Una de las actitudes quizás más deplorables del ser humano es la indiferencia. La decisión de desentenderse de aquello que reclama atención. Con la burda técnica de mirar para otro lado, simular que no se ha escuchado nada o recluirse en un silencio íntimo y precario, que evade la decisión de actuar frente a lo que demanda ser atendido.
Detrás de la indiferencia se esconde la comodidad, la decisión de no involucrarse y permanecer ajeno tanto como sea posible. Con la ilusión de que esa postura preserva de las incomodidades que implica comprometerse, evita asumir riesgos y tomar acción.
Creo que la indiferencia como posición estratégica ante la vida, es una decisión mediocre y repudiable. Pero es al mismo tiempo una decisión posible para quien quiera tomarla, recluirse en ella y ampararse en los beneficios que aporta.
Por el contrario, el compromiso y la decisión de hacerse cargo, es una posición virtuosa que acometen innumerables personas. Detrás de esa actitud se encuentra la determinación de enfrentar las circunstancias, de incidir en ellas y construirlas cada vez que sea necesario.
Los seres comprometidos son los que toman acción, son quienes con su postura construyen el mundo que los demás atestiguan.
Miran la vida de frente, en vez de reojos. Y se lanzan a vivir en ella.

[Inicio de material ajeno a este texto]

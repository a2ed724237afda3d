//! Secret resolution for `is_secret` workflow variables.
//!
//! - `env` -- `EnvSecretResolver`: read-only lookup in process environment variables

pub mod env;

pub use env::EnvSecretResolver;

Nada admiro más que a una persona que se juega por lo que piensa, obra en consecuencia y da la vida por construir la realidad que impulsa su convicción.
Esas personas virtuosas marcan la diferencia entre la actitud pusilánime de la indiferencia y la posibilidad de hacerse cargo de las cuestiones por las cuales vale la pena comprometerse, esforzarse y luchar.
Cada vez que veo a alguien que honra sus sanas convicciones y obra en consecuencia, siento que deberíamos agradecer por su existencia. Aun cuando su mirada del mundo, sus opiniones o ideas, diverjan o sean antagónicas con las nuestras.
Si tenemos la oportunidad de vivir, al menos seamos capaces de jugarnos por quienes somos.